Within the entries below, find the portion that opens with the line containing "the user row" and closes with the line containing "collection of cards". Retype that portion exactly and only.

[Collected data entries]
================================

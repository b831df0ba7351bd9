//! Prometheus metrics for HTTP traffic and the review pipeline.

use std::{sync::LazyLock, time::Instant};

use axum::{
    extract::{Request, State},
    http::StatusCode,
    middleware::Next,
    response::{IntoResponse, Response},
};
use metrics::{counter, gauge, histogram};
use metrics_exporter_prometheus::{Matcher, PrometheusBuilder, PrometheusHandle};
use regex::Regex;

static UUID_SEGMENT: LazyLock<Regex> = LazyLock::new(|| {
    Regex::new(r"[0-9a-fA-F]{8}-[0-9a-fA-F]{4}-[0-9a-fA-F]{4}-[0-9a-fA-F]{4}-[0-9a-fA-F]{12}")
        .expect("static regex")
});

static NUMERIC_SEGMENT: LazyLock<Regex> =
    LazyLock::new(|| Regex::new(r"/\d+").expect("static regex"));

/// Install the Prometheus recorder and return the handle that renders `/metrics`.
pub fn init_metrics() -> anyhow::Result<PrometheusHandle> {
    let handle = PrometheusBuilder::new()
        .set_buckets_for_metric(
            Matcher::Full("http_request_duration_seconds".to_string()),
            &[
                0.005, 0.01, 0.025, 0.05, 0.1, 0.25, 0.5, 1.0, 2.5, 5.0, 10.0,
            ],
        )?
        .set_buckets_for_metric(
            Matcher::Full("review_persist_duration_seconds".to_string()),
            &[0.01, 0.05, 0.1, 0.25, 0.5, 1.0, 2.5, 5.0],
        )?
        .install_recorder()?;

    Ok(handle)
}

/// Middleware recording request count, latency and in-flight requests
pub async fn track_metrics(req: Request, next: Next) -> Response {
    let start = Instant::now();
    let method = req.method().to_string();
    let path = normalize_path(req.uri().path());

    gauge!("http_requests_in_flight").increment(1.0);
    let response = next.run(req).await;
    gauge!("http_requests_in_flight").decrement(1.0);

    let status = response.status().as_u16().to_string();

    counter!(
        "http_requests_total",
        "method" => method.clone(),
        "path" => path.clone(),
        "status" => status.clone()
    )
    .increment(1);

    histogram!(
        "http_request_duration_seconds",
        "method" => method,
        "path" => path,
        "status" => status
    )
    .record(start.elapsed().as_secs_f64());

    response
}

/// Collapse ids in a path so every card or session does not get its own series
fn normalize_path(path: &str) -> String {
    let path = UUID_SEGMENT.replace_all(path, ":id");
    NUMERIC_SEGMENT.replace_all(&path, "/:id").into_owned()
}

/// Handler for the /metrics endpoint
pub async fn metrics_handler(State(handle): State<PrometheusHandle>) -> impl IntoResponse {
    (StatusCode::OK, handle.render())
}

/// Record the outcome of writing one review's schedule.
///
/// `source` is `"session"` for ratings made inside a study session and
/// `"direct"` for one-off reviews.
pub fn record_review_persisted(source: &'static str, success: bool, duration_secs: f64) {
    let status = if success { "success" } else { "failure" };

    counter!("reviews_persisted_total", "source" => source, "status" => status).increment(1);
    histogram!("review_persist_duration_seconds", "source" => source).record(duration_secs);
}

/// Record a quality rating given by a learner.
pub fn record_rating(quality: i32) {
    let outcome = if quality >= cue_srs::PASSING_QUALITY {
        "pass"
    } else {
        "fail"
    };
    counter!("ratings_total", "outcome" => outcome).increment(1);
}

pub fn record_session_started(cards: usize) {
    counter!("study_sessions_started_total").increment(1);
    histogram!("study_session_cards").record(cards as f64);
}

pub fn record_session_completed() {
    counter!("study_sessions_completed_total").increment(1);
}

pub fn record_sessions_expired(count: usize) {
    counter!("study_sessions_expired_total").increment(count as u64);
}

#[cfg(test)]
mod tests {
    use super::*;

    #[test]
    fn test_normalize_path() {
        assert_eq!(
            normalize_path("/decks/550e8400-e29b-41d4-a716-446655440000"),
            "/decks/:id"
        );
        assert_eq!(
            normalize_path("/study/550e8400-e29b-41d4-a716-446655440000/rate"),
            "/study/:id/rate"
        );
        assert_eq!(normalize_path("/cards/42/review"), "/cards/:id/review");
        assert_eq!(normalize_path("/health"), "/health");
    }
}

================================

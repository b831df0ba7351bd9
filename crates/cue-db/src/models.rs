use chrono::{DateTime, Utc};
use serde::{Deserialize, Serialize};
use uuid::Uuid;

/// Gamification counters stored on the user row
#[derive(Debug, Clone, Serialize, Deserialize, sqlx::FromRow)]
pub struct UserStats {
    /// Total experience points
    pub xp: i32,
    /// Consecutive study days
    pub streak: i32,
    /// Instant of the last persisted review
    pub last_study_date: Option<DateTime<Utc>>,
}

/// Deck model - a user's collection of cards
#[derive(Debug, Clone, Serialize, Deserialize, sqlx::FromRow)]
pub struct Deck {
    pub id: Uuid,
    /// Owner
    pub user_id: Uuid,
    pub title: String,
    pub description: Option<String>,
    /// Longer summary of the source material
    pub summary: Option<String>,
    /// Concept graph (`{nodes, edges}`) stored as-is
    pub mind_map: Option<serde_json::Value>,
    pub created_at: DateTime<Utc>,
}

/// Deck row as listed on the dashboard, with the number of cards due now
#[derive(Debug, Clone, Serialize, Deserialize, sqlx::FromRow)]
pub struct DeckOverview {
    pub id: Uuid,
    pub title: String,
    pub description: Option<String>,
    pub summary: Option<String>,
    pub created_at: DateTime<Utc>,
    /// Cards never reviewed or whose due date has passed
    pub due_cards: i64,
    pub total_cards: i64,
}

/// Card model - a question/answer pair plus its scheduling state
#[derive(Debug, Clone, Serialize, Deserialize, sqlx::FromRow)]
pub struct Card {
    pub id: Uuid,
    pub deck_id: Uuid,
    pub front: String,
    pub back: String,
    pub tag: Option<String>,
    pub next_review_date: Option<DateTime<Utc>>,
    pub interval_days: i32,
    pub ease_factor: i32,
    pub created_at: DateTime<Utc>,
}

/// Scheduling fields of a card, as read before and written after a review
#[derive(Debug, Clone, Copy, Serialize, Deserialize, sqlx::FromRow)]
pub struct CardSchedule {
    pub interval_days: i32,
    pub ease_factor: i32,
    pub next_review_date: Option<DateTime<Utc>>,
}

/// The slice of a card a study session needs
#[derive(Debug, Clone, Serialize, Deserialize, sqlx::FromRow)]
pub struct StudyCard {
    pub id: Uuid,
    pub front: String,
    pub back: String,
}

================================

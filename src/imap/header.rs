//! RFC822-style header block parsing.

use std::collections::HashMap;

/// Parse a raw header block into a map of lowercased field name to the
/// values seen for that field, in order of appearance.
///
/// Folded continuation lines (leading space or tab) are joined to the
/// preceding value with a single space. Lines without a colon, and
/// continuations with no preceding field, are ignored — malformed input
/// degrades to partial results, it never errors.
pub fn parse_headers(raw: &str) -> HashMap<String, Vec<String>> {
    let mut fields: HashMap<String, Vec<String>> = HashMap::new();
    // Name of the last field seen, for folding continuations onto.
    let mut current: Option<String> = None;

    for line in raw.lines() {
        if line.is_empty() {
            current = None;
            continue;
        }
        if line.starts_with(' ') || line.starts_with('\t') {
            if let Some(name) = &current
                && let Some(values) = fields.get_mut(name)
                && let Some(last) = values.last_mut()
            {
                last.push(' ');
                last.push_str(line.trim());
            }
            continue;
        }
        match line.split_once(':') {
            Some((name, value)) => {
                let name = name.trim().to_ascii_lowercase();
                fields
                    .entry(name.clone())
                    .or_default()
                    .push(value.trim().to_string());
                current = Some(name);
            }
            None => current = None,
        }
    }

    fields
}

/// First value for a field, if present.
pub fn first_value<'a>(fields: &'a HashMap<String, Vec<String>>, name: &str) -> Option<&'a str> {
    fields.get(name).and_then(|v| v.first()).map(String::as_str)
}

================================

SOLUTION>
/// Gamification counters stored on the user row
#[derive(Debug, Clone, Serialize, Deserialize, sqlx::FromRow)]
pub struct UserStats {
    /// Total experience points
    pub xp: i32,
    /// Consecutive study days
    pub streak: i32,
    /// Instant of the last persisted review
    pub last_study_date: Option<DateTime<Utc>>,
}

/// Deck model - a user's collection of cards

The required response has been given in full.